Both algorithms PC and DIS partially estimate false-positive ground motion, due to poor satellite image quality and imprecise image– and band co–registration. This calculated displacement from satellite data can be estimated if compared to results by UAS imagery. These results are qualitatively supported by manually traceable boulders (< 10 m) from UAS orthophotos.

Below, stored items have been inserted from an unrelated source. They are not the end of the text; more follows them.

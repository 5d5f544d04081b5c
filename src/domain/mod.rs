//! Domain types for the use case generator.
//!
//! This module contains the core data structures:
//! - UseCaseSpec: the immutable input brief
//! - StructuredUseCase, ResearchResult, ExampleSolutionOutput: stage contracts
//! - StageName / StageOutcome: the fixed stage list and its outcomes
//! - Event / JobReport: the per-job progress log

pub mod document;
pub mod events;
pub mod job;
pub mod research;
pub mod solution;
pub mod stage;
pub mod use_case;

// Re-export commonly used types
pub use document::{Resource, ResourceType, StructuredUseCase, SubStep, UseCaseStep};
pub use events::{Event, EventType};
pub use job::{JobReport, JobState};
pub use research::{Citation, ResearchResult, ScoredCitations, RELEVANCE_THRESHOLD};
pub use solution::{DemoStep, ExampleSolution, ExampleSolutionOutput};
pub use stage::{StageName, StageOutcome};
pub use use_case::{UseCaseMetadata, UseCaseSpec};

Displacement calculations from UAS imagery provide knowledge about the extent and internal zones of the landslide body for both algorithms. For the very high UAS spatial resolution data, however, PC is limited to 12 m of ground motion because of decorrelation and ambiguous displacement vectors, and these are a result of excessive ground motion and surface changes. In contrast, DIS returns more coherent displacement rates with no upper displacement limit but some underestimated values. Compared to displacement rates derived from PlanetScope, there are zones of different ground motion similar to the UAS results, while at the same time there is no decorrelation. Nevertheless, for some image pairs, the signal–to–noise ratio is poor, and hot-spots can only be detected based on existing UAS results and the option of the high temporal data.
Knowledge of data potential and applicability is required to detect gravitational mass movements reliably and precisely. UAS data provides trustworthy, relative ground motion rates for moderate velocities, thus enabling us to draw conclusions regarding internal landslide processes. In contrast, satellite data returns results which cannot always be clearly delimited due to the lack of quality spatial resolution, precision, and accuracy. Nevertheless, applying optical flow to landslide displacement analysis improves the results’ validity and shows its great potential for future use. Because the robust PC returns noise when correlation is lost, while DIS does not, true displacement values of DIS are actually underestimated.